Entries follow. Return each line that contains the word "source".

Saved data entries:
- - - - -

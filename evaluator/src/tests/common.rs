use analyzer::ast::Expr;

pub fn parse_ok(input: &str) -> Expr {
    let lexed = analyzer::lex(input);
    analyzer::parse(&lexed).unwrap_or_else(|e| panic!("failed to parse {input:?}: {e}"))
}

pub fn eval(input: &str, x: f64) -> f64 {
    crate::evaluate(&parse_ok(input), x)
}

pub fn init_tracing() {
    let _ = tracing_subscriber::fmt()
        .with_env_filter(tracing_subscriber::EnvFilter::from_default_env())
        .with_test_writer()
        .try_init();
}
//! Partial-match feedback between a guess and a target expression.
//!
//! A guess either matches the target numerically at every sample point
//! ([`Hints::FullMatch`]), or each of its sub-expressions is compared against every
//! sub-expression of the target. Pairs that are shallowly similar (same operator,
//! function, literal or constant) produce a [`Hint`]: over the node's whole token
//! range when the two also agree numerically, over just its anchor token otherwise.

use std::collections::HashMap;

use analyzer::TokenIdx;
use analyzer::TokenRange;
use analyzer::ast::Expr;

use crate::evaluate;

/// A highlighted token range of the guess, `[start, end)`.
#[derive(Debug, Clone, Copy, PartialEq, Eq)]
pub struct Hint {
    pub start: TokenIdx,
    pub end: TokenIdx,
    /// The sub-expression agrees numerically with a target sub-expression.
    pub matched: bool,
}

impl Hint {
    fn new(range: TokenRange, matched: bool) -> Self {
        Hint {
            start: range.lo,
            end: range.hi,
            matched,
        }
    }

    pub fn range(&self) -> TokenRange {
        TokenRange::new(self.start, self.end)
    }

    pub fn covers(&self, idx: TokenIdx) -> bool {
        self.range().contains(idx)
    }
}

#[derive(Debug, Clone, PartialEq, Eq)]
pub enum Hints {
    /// The guess is numerically indistinguishable from the target at every sample.
    FullMatch,
    /// Possibly empty, possibly overlapping.
    Partial(Vec<Hint>),
}

impl Hints {
    pub fn is_full_match(&self) -> bool {
        matches!(self, Hints::FullMatch)
    }

    /// The partial hints; empty for a full match.
    pub fn hints(&self) -> &[Hint] {
        match self {
            Hints::FullMatch => &[],
            Hints::Partial(hints) => hints,
        }
    }
}

/// Two sampled values agree when both are NaN or they differ by less than `threshold`.
///
/// Infinities never agree: `∞ - ∞` is NaN.
pub fn is_match(a: f64, b: f64, threshold: f64) -> bool {
    if a.is_nan() && b.is_nan() {
        return true;
    }
    (a - b).abs() < threshold
}

/// Compares a guess against the target.
pub fn compute_hints(guess: &Expr, target: &Expr, samples: &[f64], threshold: f64) -> Hints {
    let mut cache = SampleCache::new(samples);
    if cache.agree(guess, target, threshold) {
        tracing::trace!(samples = samples.len(), "full match");
        return Hints::FullMatch;
    }
    Hints::Partial(collect_hints(&mut cache, guess, target, threshold))
}

/// The per-sub-expression comparison alone, without the full-match short-circuit.
pub fn partial_hints(guess: &Expr, target: &Expr, samples: &[f64], threshold: f64) -> Vec<Hint> {
    let mut cache = SampleCache::new(samples);
    collect_hints(&mut cache, guess, target, threshold)
}

fn collect_hints(
    cache: &mut SampleCache<'_>,
    guess: &Expr,
    target: &Expr,
    threshold: f64,
) -> Vec<Hint> {
    let guess_subs = guess.preorder();
    let target_subs = target.preorder();
    let mut hints = Vec::new();

    for &g in &guess_subs {
        // The variable would match any sub-expression that happens to equal the
        // sample point, so it takes no part in the comparison.
        if g.is_variable() {
            continue;
        }
        for &t in &target_subs {
            if t.is_variable() || !g.is_similar(t) {
                continue;
            }
            let matched = cache.agree(g, t, threshold);
            let boundaries = g.boundaries();
            let range = if matched {
                boundaries.matched
            } else {
                boundaries.similar
            };
            hints.push(Hint::new(range, matched));
        }
    }

    tracing::trace!(
        guess_nodes = guess_subs.len(),
        target_nodes = target_subs.len(),
        hints = hints.len(),
        "computed partial hints"
    );
    hints
}

/// Sampled values per node, keyed by node address.
///
/// Lives for one comparison only, while every node it has seen is borrowed.
struct SampleCache<'s> {
    samples: &'s [f64],
    values: HashMap<*const Expr, Vec<f64>>,
}

impl<'s> SampleCache<'s> {
    fn new(samples: &'s [f64]) -> Self {
        Self {
            samples,
            values: HashMap::new(),
        }
    }

    fn fill(&mut self, expr: &Expr) {
        let samples = self.samples;
        self.values
            .entry(std::ptr::from_ref(expr))
            .or_insert_with(|| samples.iter().map(|&x| evaluate(expr, x)).collect());
    }

    /// Whether `a` and `b` agree at every sample point.
    fn agree(&mut self, a: &Expr, b: &Expr, threshold: f64) -> bool {
        self.fill(a);
        self.fill(b);
        let va = &self.values[&std::ptr::from_ref(a)];
        let vb = &self.values[&std::ptr::from_ref(b)];
        va.iter().zip(vb).all(|(&x, &y)| is_match(x, y, threshold))
    }
}
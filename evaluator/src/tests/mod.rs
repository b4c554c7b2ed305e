#[cfg(test)]
mod common;
#[cfg(test)]
mod test_hints;
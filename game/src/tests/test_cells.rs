use evaluator::{Hint, Hints};

use crate::{Cell, cell_states};

fn hint(start: u32, end: u32, matched: bool) -> Hint {
    Hint {
        start,
        end,
        matched,
    }
}

#[test]
fn test_full_match_fills_every_cell() {
    assert_eq!(cell_states(&Hints::FullMatch, 3), vec![Cell::FullMatch; 3]);
}

#[test]
fn test_matched_wins_over_similar() {
    let hints = Hints::Partial(vec![hint(1, 2, false), hint(2, 7, true), hint(4, 5, false)]);
    assert_eq!(
        cell_states(&hints, 8),
        vec![
            Cell::Empty,
            Cell::Similar,
            Cell::Matched,
            Cell::Matched,
            Cell::Matched,
            Cell::Matched,
            Cell::Matched,
            Cell::Empty,
        ]
    );
}

#[test]
fn test_hints_past_the_row_are_clipped() {
    let hints = Hints::Partial(vec![hint(1, 9, false)]);
    assert_eq!(
        cell_states(&hints, 3),
        vec![Cell::Empty, Cell::Similar, Cell::Similar]
    );
    assert_eq!(cell_states(&Hints::Partial(vec![]), 2), vec![Cell::Empty; 2]);
}
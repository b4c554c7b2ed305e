//! Lexer tokens and spans.
//!
//! [`Span`] uses byte offsets into the original source and is half-open `[start, end)`.
//! The lexer only accepts ASCII, so for every recognised token byte offsets are also
//! character offsets. Token indices are ordinal positions in the token stream and are
//! what AST boundaries refer to.

pub type TokenIdx = u32;

#[derive(Debug, Clone, Copy, PartialEq, Eq)]
/// Half-open byte span into the source string: `[start, end)`.
pub struct Span {
    pub start: u32,
    pub end: u32,
}

impl Span {
    pub fn new(start: u32, end: u32) -> Self {
        Self { start, end }
    }

    pub fn len(&self) -> u32 {
        self.end.saturating_sub(self.start)
    }

    pub fn is_empty(&self) -> bool {
        self.start >= self.end
    }
}

#[derive(Debug, Clone, Copy, PartialEq, Eq)]
/// Half-open range of token indices: `[lo, hi)`.
pub struct TokenRange {
    pub lo: TokenIdx,
    pub hi: TokenIdx,
}

impl TokenRange {
    /// Construct a token range `[lo, hi)`.
    pub fn new(lo: TokenIdx, hi: TokenIdx) -> Self {
        Self { lo, hi }
    }

    /// The range covering exactly one token.
    pub fn single(idx: TokenIdx) -> Self {
        Self { lo: idx, hi: idx + 1 }
    }

    pub fn len(&self) -> u32 {
        self.hi.saturating_sub(self.lo)
    }

    pub fn is_empty(&self) -> bool {
        self.lo >= self.hi
    }

    pub fn contains(&self, idx: TokenIdx) -> bool {
        self.lo <= idx && idx < self.hi
    }

    /// Smallest range covering both `self` and `other`.
    pub fn cover(&self, other: TokenRange) -> TokenRange {
        TokenRange {
            lo: self.lo.min(other.lo),
            hi: self.hi.max(other.hi),
        }
    }
}

#[derive(Debug, Clone, Copy, PartialEq, Eq, Hash)]
pub enum TokenKind {
    /// Integer (or decimal, depending on the grammar) literal.
    Number,
    /// The variable `x`.
    Variable,
    /// `pi` or `e`.
    Constant,
    /// `sin`, `cos`, `tan`, `log`, `sqrt` or `abs`.
    Function,
    /// `+`
    Plus,
    /// `-`
    Minus,
    /// `*`
    Star,
    /// `/`
    Slash,
    /// `^`
    Caret,
    /// `(`
    OpenParen,
    /// `)`
    CloseParen,
}

impl TokenKind {
    /// Human readable name used in parse diagnostics.
    pub fn describe(&self) -> &'static str {
        match self {
            TokenKind::Number => "number",
            TokenKind::Variable => "variable",
            TokenKind::Constant => "constant",
            TokenKind::Function => "function",
            TokenKind::Plus => "`+`",
            TokenKind::Minus => "`-`",
            TokenKind::Star => "`*`",
            TokenKind::Slash => "`/`",
            TokenKind::Caret => "`^`",
            TokenKind::OpenParen => "`(`",
            TokenKind::CloseParen => "`)`",
        }
    }
}

#[derive(Debug, Clone, PartialEq, Eq)]
/// A classified token.
///
/// `text` is the exact source slice (original casing), `span` its byte range and
/// `index` its ordinal position in the token stream.
pub struct Token {
    pub kind: TokenKind,
    pub text: String,
    pub span: Span,
    pub index: TokenIdx,
}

- - - - -

*Answer space*
//! [`Span`] uses byte offsets into the original source and is half-open `[start, end)`.
/// Half-open byte span into the source string: `[start, end)`.
/// `text` is the exact source slice (original casing), `span` its byte range and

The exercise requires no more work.